EXERCISE PROMPT: Check each line of the entries. Copy the ones that contain the string "Some".

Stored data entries
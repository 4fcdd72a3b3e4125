use crate::common::error::{Result, ScraperError};
use serde::Serialize;
use serde_json::{Map, Value};
use std::fs;
use std::path::{Path, PathBuf};

/// A venue/activity record: a flat JSON object keyed by convention.
///
/// `source_*` keys hold scraped facts, `enrich_*` keys hold LLM annotations,
/// and `klook_*` keys hold raw mapped Klook fields.
pub type Record = Map<String, Value>;

/// Returns the first usable identity among `fields`.
///
/// Non-empty strings are used as-is; numbers are rendered to strings so that
/// numeric Klook ids and string names share one identity space.
pub fn record_identity(record: &Record, fields: &[String]) -> Option<String> {
    fields.iter().find_map(|field| match record.get(field) {
        Some(Value::String(s)) if !s.trim().is_empty() => Some(s.clone()),
        Some(Value::Number(n)) => Some(n.to_string()),
        _ => None,
    })
}

/// Reads a JSON array of objects.
pub fn load_records(path: &Path) -> Result<Vec<Record>> {
    let content = fs::read_to_string(path)?;
    let value: Value = serde_json::from_str(&content)?;
    records_from_value(value)
}

pub fn records_from_value(value: Value) -> Result<Vec<Record>> {
    match value {
        Value::Array(items) => items
            .into_iter()
            .enumerate()
            .map(|(i, item)| match item {
                Value::Object(map) => Ok(map),
                other => Err(ScraperError::Validation(format!(
                    "item {} is not an object (found {})",
                    i,
                    json_kind(&other)
                ))),
            })
            .collect(),
        other => Err(ScraperError::Validation(format!(
            "expected a JSON array of objects, found {}",
            json_kind(&other)
        ))),
    }
}

pub fn save_records(path: &Path, records: &[Record]) -> Result<()> {
    write_json_pretty(path, &records)
}

/// Serializes with a four-space indent and writes via a sibling temp file
/// followed by a rename, so readers never observe a half-written file.
pub fn write_json_pretty<T: Serialize + ?Sized>(path: &Path, value: &T) -> Result<()> {
    let mut buf = Vec::new();
    let formatter = serde_json::ser::PrettyFormatter::with_indent(b"    ");
    let mut ser = serde_json::Serializer::with_formatter(&mut buf, formatter);
    value.serialize(&mut ser)?;
    buf.push(b'\n');

    if let Some(parent) = path.parent() {
        if !parent.as_os_str().is_empty() {
            fs::create_dir_all(parent)?;
        }
    }
    let tmp = temp_path_for(path);
    fs::write(&tmp, &buf)?;
    fs::rename(&tmp, path)?;
    Ok(())
}

fn temp_path_for(path: &Path) -> PathBuf {
    let mut name = path
        .file_name()
        .map(|n| n.to_os_string())
        .unwrap_or_default();
    name.push(".tmp");
    path.with_file_name(name)
}

pub fn json_kind(value: &Value) -> &'static str {
    match value {
        Value::Null => "null",
        Value::Bool(_) => "boolean",
        Value::Number(_) => "number",
        Value::String(_) => "string",
        Value::Array(_) => "array",
        Value::Object(_) => "object",
    }
}

/// Reads a string field, treating JSON null and absence the same way.
pub fn str_field<'a>(record: &'a Record, key: &str) -> Option<&'a str> {
    record.get(key).and_then(Value::as_str)
}
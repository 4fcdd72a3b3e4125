use crate::common::error::Result;
use sha2::{Digest, Sha256};
use std::fs;
use std::path::{Path, PathBuf};
use tracing::info;

/// Keeps letters, digits, `_` and `-`; spaces become `_`.
pub fn sanitize_id(id: &str) -> String {
    id.chars()
        .filter(|c| c.is_alphanumeric() || *c == ' ' || *c == '_' || *c == '-')
        .collect::<String>()
        .trim()
        .replace(' ', "_")
}

/// Writes model answers that could not be parsed, one file per item, for
/// manual inspection.
#[derive(Debug, Clone)]
pub struct UnparsableDump {
    dir: PathBuf,
}

impl UnparsableDump {
    pub fn new(dir: impl Into<PathBuf>) -> Self {
        Self { dir: dir.into() }
    }

    pub fn dir(&self) -> &Path {
        &self.dir
    }

    /// `unparsable_<id>_<hash>.txt`; the hash of the raw id keeps
    /// sanitized names from colliding.
    pub fn file_name(id: &str) -> String {
        let digest = hex::encode(Sha256::digest(id.as_bytes()));
        format!("unparsable_{}_{}.txt", sanitize_id(id), &digest[..8])
    }

    pub fn write(&self, id: &str, prompt: &str, model: &str, response: &str) -> Result<PathBuf> {
        fs::create_dir_all(&self.dir)?;
        let path = self.dir.join(Self::file_name(id));
        fs::write(
            &path,
            format!(
                "---PROMPT---\n{}\n\n---MODEL---\n{}\n\n---RESPONSE---\n{}",
                prompt, model, response
            ),
        )?;
        info!("saved unparsable response to {}", path.display());
        Ok(path)
    }
}

#[cfg(test)]
mod tests {
    use super::*;

    #[test]
    fn names_are_sanitized_and_distinct() {
        let a = UnparsableDump::file_name("Bar/One?");
        let b = UnparsableDump::file_name("Bar One");
        assert!(a.starts_with("unparsable_BarOne_"));
        assert!(b.starts_with("unparsable_Bar_One_"));
        assert!(a.ends_with(".txt"));
        assert_ne!(UnparsableDump::file_name("a/b"), UnparsableDump::file_name("ab"));
    }

    #[test]
    fn dump_has_three_sections() {
        let dir = tempfile::tempdir().unwrap();
        let dump = UnparsableDump::new(dir.path().join("unparsable"));
        let path = dump.write("42", "the prompt", "qwen-3-32b", "not json").unwrap();
        let content = fs::read_to_string(path).unwrap();
        assert_eq!(
            content,
            "---PROMPT---\nthe prompt\n\n---MODEL---\nqwen-3-32b\n\n---RESPONSE---\nnot json"
        );
    }
}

PROBLEM SOLUTION:
        Some(Value::String(s)) if !s.trim().is_empty() => Some(s.clone()),
        Some(Value::Number(n)) => Some(n.to_string()),
    if let Some(parent) = path.parent() {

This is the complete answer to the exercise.